Previous studies of our group have been aimed to cope with these problems via the design of MP systems able to confine the catalyst in a different phase from that where the reaction took place. MP systems comprised of mutually immiscible (aqueous/hydrocarbon/ionic liquid) phases proved successful for some representative hydrogenation processes including the conversion of levulinic acid into γ-valerolactone, and sugars and sugar derivatives into the corresponding sugar alcohols.38 Under such conditions, the catalyst (Ru/C) was perfectly segregated in a hydrocarbon or an ionic liquid phase (where it was recycled), while the reagents and the products were consumed and formed in an aqueous solution, respectively. In this work, we were therefore prompted to explore whether the MP approach could be used also for the chemical upgrading of HMF. Experiments were carried out using a mixture of aq. HMF and 5 % Ru/C, to which isooctane as a hydrocarbon phase was added with and without the presence of an ionic liquid (IL). Based on our previous studies, trioctylmethyl phosphonium bis(trifluoromethane)sulfonimide ([P8881][NTf2]) was chosen as the ionic liquid for its thermal stability (relevant to design reactions at T≥100 °C) and the lipophilic nature of the [NTf2] anion that reduced the IL/water miscibility. [P8881][NTf2] was synthesized according to a procedure reported by us (see Scheme S2a,b, Supporting Information).63

Starting from conditions of Figure 2, an extensive screening of the relative proportions of the MP components was explored by varying the HMF/catalyst molar ratio (W) from 100 : 1 (aq. HMF: 0.2 m, 10 mL; 5 % Ru/C: 50 mg) to 50 : 1 (HMF: 0.05 m, 10 mL; 5 % Ru/C: 25 mg), and the quantity (Q) of the IL between 355 to 657 mg corresponding to around 0.6 and 1 mmol, respectively. The volume of hydrocarbon phase was kept constant to 5 mL.
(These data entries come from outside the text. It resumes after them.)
//! Pure guest server lifecycle logic.
//!
//! Everything in this module is a pure function over immutable snapshots:
//! admission control, registration, the approve/check-in/check-out state
//! machine, and the derived aggregations. Timestamps are passed in by the
//! caller, so no function here touches a clock or any other effect.
//!
//! Business-rule violations are ordinary values. Each enum variant below is
//! a zero-payload marker; the calling context decides how to present it.

use chrono::{DateTime, Utc};
use thiserror::Error;

use super::guest_server::{
    Address, AddressData, AddressId, Server, ServerId, ServerQuantitiesByStatus, ServerStatus,
};
use super::guest_server_events::{
    EventParty, EventUser, GuestServerApprovedEvent, GuestServerCheckedInEvent,
    GuestServerCheckedOutEvent, GuestServerRegisteredEvent,
};
use super::party::Party;
use super::user::User;

/// Maximum number of guest servers a user may register per party.
pub const SERVER_LIMIT_PER_USER: usize = 5;

/// Reasons a registration attempt is not admitted.
#[derive(Debug, Clone, Copy, PartialEq, Eq, Error)]
pub enum RegistrationDeniedError {
    /// The party is over; nothing may be registered any more.
    #[error("the party is over")]
    PartyIsOver,
    /// The user does not use a ticket for the party.
    #[error("the user does not use a ticket for the party")]
    UserUsesNoTicket,
    /// The user has reached the per-party registration limit.
    #[error("the user has reached the guest server limit")]
    QuantityLimitReached,
}

/// Reasons an approval cannot be applied.
#[derive(Debug, Clone, Copy, PartialEq, Eq, Error)]
pub enum ApproveServerError {
    /// The server is already approved.
    #[error("the server is already approved")]
    AlreadyApproved,
}

/// Reasons a check-in cannot be applied.
#[derive(Debug, Clone, Copy, PartialEq, Eq, Error)]
pub enum CheckInServerError {
    /// The server has not been approved.
    #[error("the server has not been approved")]
    NotApproved,
    /// The server is already checked in.
    #[error("the server is already checked in")]
    AlreadyCheckedIn,
    /// The server has already been checked out.
    #[error("the server has already been checked out")]
    AlreadyCheckedOut,
}

/// Reasons a check-out cannot be applied.
#[derive(Debug, Clone, Copy, PartialEq, Eq, Error)]
pub enum CheckOutServerError {
    /// The server has not been checked in.
    #[error("the server has not been checked in")]
    NotCheckedIn,
    /// The server has already been checked out.
    #[error("the server has already been checked out")]
    AlreadyCheckedOut,
}

/// Decide whether a user may register another guest server for a party.
///
/// The first matching rule wins, in this exact order: a party that is over
/// admits nobody, organizers bypass the remaining rules, non-ticket-holders
/// are rejected, and ticket holders are capped at
/// [`SERVER_LIMIT_PER_USER`] registrations.
///
/// # Examples
/// ```
/// use lanfest_backend::domain::{Party, PartyId, RegistrationDeniedError};
/// use lanfest_backend::domain::ensure_user_may_register_server;
///
/// let id = PartyId::new("lanfest-2026").expect("valid id");
/// let party = Party::new(id, "Lanfest 2026", false);
///
/// assert!(ensure_user_may_register_server(&party, true, false, 0).is_ok());
/// assert_eq!(
///     ensure_user_may_register_server(&party, true, false, 5),
///     Err(RegistrationDeniedError::QuantityLimitReached),
/// );
/// ```
pub fn ensure_user_may_register_server(
    party: &Party,
    user_uses_ticket_for_party: bool,
    user_is_orga_for_party: bool,
    already_registered_server_quantity: usize,
) -> Result<(), RegistrationDeniedError> {
    if party.is_over() {
        return Err(RegistrationDeniedError::PartyIsOver);
    }

    if user_is_orga_for_party {
        // Organizers are exempt from the ticket and quantity rules.
        return Ok(());
    }

    if !user_uses_ticket_for_party {
        return Err(RegistrationDeniedError::UserUsesNoTicket);
    }

    if already_registered_server_quantity >= SERVER_LIMIT_PER_USER {
        return Err(RegistrationDeniedError::QuantityLimitReached);
    }

    Ok(())
}

/// Input for [`register_server`].
#[derive(Debug, Clone, PartialEq, Eq)]
pub struct ServerRegistration {
    pub party: Party,
    pub creator: User,
    pub owner: User,
    pub description: String,
    pub address_datas: Vec<AddressData>,
    pub notes_owner: Option<String>,
    pub notes_admin: Option<String>,
}

/// Register a guest server.
///
/// The server and every address supplied with it share one `created_at`
/// timestamp; addresses registered together with the machine are not
/// independently timestamped. The initial state is pending.
///
/// Registration never fails: admission control is the caller's
/// responsibility, keeping policy separate from mechanism.
pub fn register_server(
    registration: ServerRegistration,
    now: DateTime<Utc>,
) -> (Server, GuestServerRegisteredEvent) {
    let server_id = ServerId::generate();

    let addresses = registration
        .address_datas
        .into_iter()
        .map(|data| build_address(server_id, now, data))
        .collect();

    let server = Server {
        id: server_id,
        party_id: registration.party.id().clone(),
        created_at: now,
        creator_id: registration.creator.id(),
        owner: registration.owner.clone(),
        description: registration.description,
        notes_owner: registration.notes_owner,
        notes_admin: registration.notes_admin,
        approved: false,
        checked_in: false,
        checked_in_at: None,
        checked_out: false,
        checked_out_at: None,
        addresses,
    };

    let event = GuestServerRegisteredEvent {
        occurred_at: now,
        initiator: EventUser::from(&registration.creator),
        party: EventParty::from(&registration.party),
        owner: EventUser::from(&registration.owner),
        server_id,
    };

    (server, event)
}

/// Build a single address for a server.
pub fn build_address(server_id: ServerId, created_at: DateTime<Utc>, data: AddressData) -> Address {
    Address::new(AddressId::generate(), server_id, created_at, data)
}

/// Approve a guest server.
pub fn approve_server(
    server: &Server,
    initiator: &User,
    now: DateTime<Utc>,
) -> Result<(Server, GuestServerApprovedEvent), ApproveServerError> {
    if server.approved() {
        return Err(ApproveServerError::AlreadyApproved);
    }

    let mut approved = server.clone();
    approved.approved = true;

    let event = GuestServerApprovedEvent {
        occurred_at: now,
        initiator: EventUser::from(initiator),
        owner: EventUser::from(server.owner()),
        server_id: server.id(),
    };

    Ok((approved, event))
}

/// Check a guest server in at the venue.
///
/// The approval precondition is checked before the two check flags, so an
/// unapproved snapshot reports `NotApproved` whatever else is set.
pub fn check_in_server(
    server: &Server,
    initiator: &User,
    now: DateTime<Utc>,
) -> Result<(Server, GuestServerCheckedInEvent), CheckInServerError> {
    if !server.approved() {
        return Err(CheckInServerError::NotApproved);
    }
    if server.checked_in() {
        return Err(CheckInServerError::AlreadyCheckedIn);
    }
    if server.checked_out() {
        return Err(CheckInServerError::AlreadyCheckedOut);
    }

    let mut checked_in = server.clone();
    checked_in.checked_in = true;
    checked_in.checked_in_at = Some(now);

    let event = GuestServerCheckedInEvent {
        occurred_at: now,
        initiator: EventUser::from(initiator),
        owner: EventUser::from(server.owner()),
        server_id: server.id(),
    };

    Ok((checked_in, event))
}

/// Check a guest server out again.
pub fn check_out_server(
    server: &Server,
    initiator: &User,
    now: DateTime<Utc>,
) -> Result<(Server, GuestServerCheckedOutEvent), CheckOutServerError> {
    if !server.checked_in() {
        return Err(CheckOutServerError::NotCheckedIn);
    }
    if server.checked_out() {
        return Err(CheckOutServerError::AlreadyCheckedOut);
    }

    let mut checked_out = server.clone();
    checked_out.checked_out = true;
    checked_out.checked_out_at = Some(now);

    let event = GuestServerCheckedOutEvent {
        occurred_at: now,
        initiator: EventUser::from(initiator),
        owner: EventUser::from(server.owner()),
        server_id: server.id(),
    };

    Ok((checked_out, event))
}

/// Append an address to an existing server snapshot.
///
/// Unlike addresses supplied at registration time, an appended address
/// carries its own timestamp.
pub fn append_address(
    server: &Server,
    data: AddressData,
    now: DateTime<Utc>,
) -> (Server, Address) {
    let address = build_address(server.id(), now, data);

    let mut updated = server.clone();
    updated.addresses.push(address.clone());

    (updated, address)
}

/// Replace the data of an existing address, keeping its identity and
/// timestamp.
///
/// Returns `None` when the snapshot holds no address with the given id.
pub fn replace_address(
    server: &Server,
    address_id: AddressId,
    data: AddressData,
) -> Option<(Server, Address)> {
    let mut updated = server.clone();

    let address = updated
        .addresses
        .iter_mut()
        .find(|address| address.id() == address_id)?;

    *address = Address::new(address_id, address.server_id(), address.created_at(), data);
    let replaced = address.clone();

    Some((updated, replaced))
}

/// Count servers per derived status.
///
/// The four buckets partition the input, so their sum always equals its
/// length.
pub fn get_server_quantities_by_status(servers: &[Server]) -> ServerQuantitiesByStatus {
    let mut quantities = ServerQuantitiesByStatus::default();

    for server in servers {
        match server.status() {
            ServerStatus::Pending => quantities.pending += 1,
            ServerStatus::Approved => quantities.approved += 1,
            ServerStatus::CheckedIn => quantities.checked_in += 1,
            ServerStatus::CheckedOut => quantities.checked_out += 1,
        }
    }

    quantities
}

/// Sort addresses by IP address first and hostname second, with absent
/// values last in each key.
pub fn sort_addresses(addresses: &[Address]) -> Vec<Address> {
    let mut sorted = addresses.to_vec();
    sorted.sort_by(|a, b| {
        (
            a.ip_address().is_none(),
            a.ip_address(),
            a.hostname().is_none(),
            a.hostname(),
        )
            .cmp(&(
                b.ip_address().is_none(),
                b.ip_address(),
                b.hostname().is_none(),
                b.hostname(),
            ))
    });
    sorted
}

#[cfg(test)]
#[path = "guest_server_lifecycle_tests.rs"]
mod tests;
In the presence of isooctane alone, the reaction outcome did not significantly change compared to the experiments of Figure 2 in aqueous HMF solutions (see Table S1 in the Supporting Information). From visual inspection, however, it was clear that the desired segregation of Ru/C in the hydrocarbon phase did not occur. It was hypothesized that a strong adsorption also involving H-bonding interactions of the water-soluble reactant and products with the surface carboxylic and phenolic groups on the carbonaceous support of the catalyst retained a portion of Ru/C suspended in the aqueous phase.

By contrast, in the presence of [P8881][NTf2], the MP system proved effective for the catalyst segregation. Optimized values were found at W=50 and Q=657 mg (Figure 3).

Details are in the caption following the image

MP-mixture comprised of aqueous solution ([HMF]=0.05 m, 10 mL), isooctane (5 mL), Ru/C (25 mg), and [P8881][NTf2] as an ionic liquid (650 mg).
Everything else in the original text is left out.